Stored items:
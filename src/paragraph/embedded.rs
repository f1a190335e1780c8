use include_dir::{include_dir, Dir};
use rand::{rngs::StdRng, Rng, SeedableRng};
use serde::Deserialize;

use super::ParagraphSource;
use crate::error::{Error, Result};

static PARAGRAPH_DIR: Dir = include_dir!("src/paragraphs");

pub const DEFAULT_PACK: &str = "english";

#[derive(Deserialize, Clone, Debug)]
pub struct ParagraphPack {
    pub name: String,
    // only filled through from_json, which rejects an empty list
    paragraphs: Vec<String>,
}

impl ParagraphPack {
    /// Loads `<name>.json` from the packs compiled into the binary.
    pub fn load(name: &str) -> Result<Self> {
        let file = PARAGRAPH_DIR
            .get_file(format!("{name}.json"))
            .ok_or_else(|| Error::PackNotFound {
                name: name.to_string(),
            })?;

        let contents = file.contents_utf8().ok_or_else(|| Error::PackUnreadable {
            name: name.to_string(),
            reason: "not valid utf-8".to_string(),
        })?;

        Self::from_json(name, contents)
    }

    pub fn paragraphs(&self) -> &[String] {
        &self.paragraphs
    }

    /// Parses a pack, folding CRLF line endings and dropping blank entries.
    pub fn from_json(name: &str, json: &str) -> Result<Self> {
        let mut pack: ParagraphPack =
            serde_json::from_str(json).map_err(|e| Error::PackUnreadable {
                name: name.to_string(),
                reason: e.to_string(),
            })?;

        let total = pack.paragraphs.len();
        pack.paragraphs = pack
            .paragraphs
            .into_iter()
            .map(|p| p.replace("\r\n", "\n"))
            .filter(|p| !p.trim().is_empty())
            .collect();

        if pack.paragraphs.len() < total {
            tracing::warn!(
                target: "paragraph",
                pack = name,
                dropped = total - pack.paragraphs.len(),
                "skipping blank paragraphs"
            );
        }

        if pack.paragraphs.is_empty() {
            return Err(Error::EmptyPack {
                name: name.to_string(),
            });
        }

        Ok(pack)
    }
}

/// Random paragraphs from a pack, never the same one twice in a row.
#[derive(Debug)]
pub struct EmbeddedParagraphs {
    pack: ParagraphPack,
    last: Option<usize>,
    rng: StdRng,
}

impl EmbeddedParagraphs {
    pub fn new(pack: ParagraphPack) -> Self {
        Self {
            pack,
            last: None,
            rng: StdRng::from_entropy(),
        }
    }

    pub fn with_seed(pack: ParagraphPack, seed: u64) -> Self {
        Self {
            pack,
            last: None,
            rng: StdRng::seed_from_u64(seed),
        }
    }

    pub fn pack(&self) -> &ParagraphPack {
        &self.pack
    }

    fn pick_index(&mut self) -> usize {
        let len = self.pack.paragraphs.len();
        match self.last {
            Some(last) if len > 1 => {
                let idx = self.rng.gen_range(0..len - 1);
                if idx >= last {
                    idx + 1
                } else {
                    idx
                }
            }
            _ => self.rng.gen_range(0..len),
        }
    }
}

impl ParagraphSource for EmbeddedParagraphs {
    fn next_paragraph(&mut self) -> String {
        let idx = self.pick_index();
        self.last = Some(idx);
        tracing::debug!(target: "paragraph", pack = %self.pack.name, idx, "picked paragraph");
        self.pack.paragraphs[idx].clone()
    }
}
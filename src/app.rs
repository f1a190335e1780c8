use std::time::{Duration, Instant};

use crossterm::event::{KeyCode, KeyEvent, KeyModifiers};

use crate::engine::SessionEngine;
use crate::runtime::{Clock, TickTimer, TrainerEvent};
use crate::session::Status;

/// Host around the engine: turns terminal events into input changes and owns
/// the tick timer for the lifetime of the `Started` state.
pub struct App {
    pub engine: SessionEngine,
    clock: Box<dyn Clock>,
    tick_interval: Duration,
    tick_timer: Option<TickTimer>,
    should_quit: bool,
}

impl std::fmt::Debug for App {
    fn fmt(&self, f: &mut std::fmt::Formatter<'_>) -> std::fmt::Result {
        f.debug_struct("App")
            .field("engine", &self.engine)
            .field("tick_interval", &self.tick_interval)
            .field("tick_timer", &self.tick_timer)
            .field("should_quit", &self.should_quit)
            .finish_non_exhaustive()
    }
}

impl App {
    pub fn new(engine: SessionEngine, clock: Box<dyn Clock>, tick_interval: Duration) -> Self {
        Self {
            engine,
            clock,
            tick_interval,
            tick_timer: None,
            should_quit: false,
        }
    }

    pub fn should_quit(&self) -> bool {
        self.should_quit
    }

    pub fn tick_timer(&self) -> Option<&TickTimer> {
        self.tick_timer.as_ref()
    }

    /// Deadline the runner should wake up at, if a tick is pending.
    pub fn next_tick_due(&self) -> Option<Instant> {
        self.tick_timer.map(|t| t.next_due())
    }

    pub fn handle_event(&mut self, event: TrainerEvent) {
        match event {
            TrainerEvent::Tick => self.on_tick(),
            TrainerEvent::Resize => {}
            TrainerEvent::Key(key) => self.on_key(key),
        }
        self.sync_tick_timer();
    }

    pub fn restart(&mut self) {
        self.engine.restart();
        self.sync_tick_timer();
    }

    fn on_tick(&mut self) {
        let now = self.clock.now();
        // a tick with no timer armed is stale
        if let Some(timer) = self.tick_timer.as_mut() {
            timer.advance(now);
            self.engine.on_tick(now);
        }
    }

    fn on_key(&mut self, key: KeyEvent) {
        let finished = self.engine.status() == Status::Finished;

        match key.code {
            KeyCode::Esc => self.should_quit = true,
            KeyCode::Char('c') if key.modifiers.contains(KeyModifiers::CONTROL) => {
                self.should_quit = true
            }
            KeyCode::Tab => self.engine.restart(),
            KeyCode::Enter | KeyCode::Char('r') if finished => self.engine.restart(),
            KeyCode::Backspace => {
                let mut value = self.engine.session().input_buffer.clone();
                if value.pop().is_some() {
                    self.send_input(value);
                }
            }
            KeyCode::Char(c) if !is_control_chord(key.modifiers) => {
                let session = self.engine.session();
                // the field is trimmed to the paragraph length
                if session.input_buffer.chars().count() < session.normalized_reference.chars().count()
                {
                    let mut value = session.input_buffer.clone();
                    value.push(c);
                    self.send_input(value);
                }
            }
            _ => {}
        }
    }

    fn send_input(&mut self, value: String) {
        let now = self.clock.now();
        self.engine.on_input(&value, now);
    }

    /// Arms the timer on entering `Started` and drops it on any way out.
    fn sync_tick_timer(&mut self) {
        match (self.engine.status(), self.tick_timer.is_some()) {
            (Status::Started, false) => {
                self.tick_timer = Some(TickTimer::start(self.tick_interval, self.clock.now()));
                tracing::debug!(target: "app", "tick timer armed");
            }
            (Status::Waiting | Status::Finished, true) => {
                self.tick_timer = None;
                tracing::debug!(target: "app", "tick timer released");
            }
            _ => {}
        }
    }
}

/// Ctrl held without Alt. AltGr arrives as Ctrl+Alt on Windows and still types.
fn is_control_chord(modifiers: KeyModifiers) -> bool {
    modifiers.contains(KeyModifiers::CONTROL) && !modifiers.contains(KeyModifiers::ALT)
}
use directories::ProjectDirs;
use std::path::PathBuf;

pub const APP_NAME: &str = "tempotype";

/// Centralized application directory resolution
pub struct AppDirs;

impl AppDirs {
    pub fn config_path() -> PathBuf {
        ProjectDirs::from("", "", APP_NAME)
            .map(|pd| pd.config_dir().join("config.json"))
            .unwrap_or_else(|| PathBuf::from("tempotype_config.json"))
    }

    pub fn log_path() -> PathBuf {
        if let Ok(home) = std::env::var("HOME") {
            PathBuf::from(home)
                .join(".local")
                .join("state")
                .join(APP_NAME)
                .join("tempotype.log")
        } else {
            ProjectDirs::from("", "", APP_NAME)
                .map(|pd| pd.data_local_dir().join("tempotype.log"))
                .unwrap_or_else(|| PathBuf::from("tempotype.log"))
        }
    }
}
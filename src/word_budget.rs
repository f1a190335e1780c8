use crate::session::{Session, SessionConfig};

/// Result of comparing a just-completed word against the reference.
#[derive(Clone, Debug, Copy, PartialEq, Eq)]
pub enum WordVerdict {
    Correct { index: usize },
    Incorrect { index: usize },
}

impl WordVerdict {
    /// Signed change this verdict makes to the session's bonus seconds.
    pub fn adjustment_secs(&self, config: &SessionConfig) -> i64 {
        match self {
            WordVerdict::Correct { .. } => config.word_bonus_secs as i64,
            WordVerdict::Incorrect { .. } => -(config.word_penalty_secs as i64),
        }
    }

    pub fn index(&self) -> usize {
        match *self {
            WordVerdict::Correct { index } | WordVerdict::Incorrect { index } => index,
        }
    }
}

/// A word boundary fires when the buffer newly ends in a space.
pub fn is_word_boundary(previous: &str, value: &str) -> bool {
    value.ends_with(' ') && !previous.ends_with(' ')
}

/// Judges the word completed by the keystroke that turned `previous` into
/// `value`.
///
/// The typed buffer is split on single spaces (runs are not collapsed) while
/// the reference words come from whitespace runs, so extra spaces in the
/// buffer shift later words out of alignment. Returns `None` when no word was
/// completed or when the typist has run past the last reference word.
pub fn judge_completed_word(
    previous: &str,
    value: &str,
    reference_words: &[String],
) -> Option<WordVerdict> {
    if !is_word_boundary(previous, value) {
        return None;
    }

    let typed_words: Vec<&str> = previous.split(' ').collect();
    let index = typed_words.len() - 1;
    let expected = reference_words.get(index)?;

    if typed_words[index] == expected {
        Some(WordVerdict::Correct { index })
    } else {
        Some(WordVerdict::Incorrect { index })
    }
}

/// Applies the verdict for `value` to the session's bonus accumulator. This is
/// the only place `bonus_secs` changes.
pub fn apply_word_budget(
    session: &mut Session,
    config: &SessionConfig,
    value: &str,
) -> Option<WordVerdict> {
    let verdict = judge_completed_word(&session.input_buffer, value, &session.reference_words)?;
    session.bonus_secs += verdict.adjustment_secs(config);
    tracing::trace!(
        target: "engine.words",
        index = verdict.index(),
        ?verdict,
        bonus_secs = session.bonus_secs,
        "word completed"
    );
    Some(verdict)
}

TRY IT:
For the string "split", give the number of lines in the entries that contain it, with no other words.

RESPONSE BOX:
2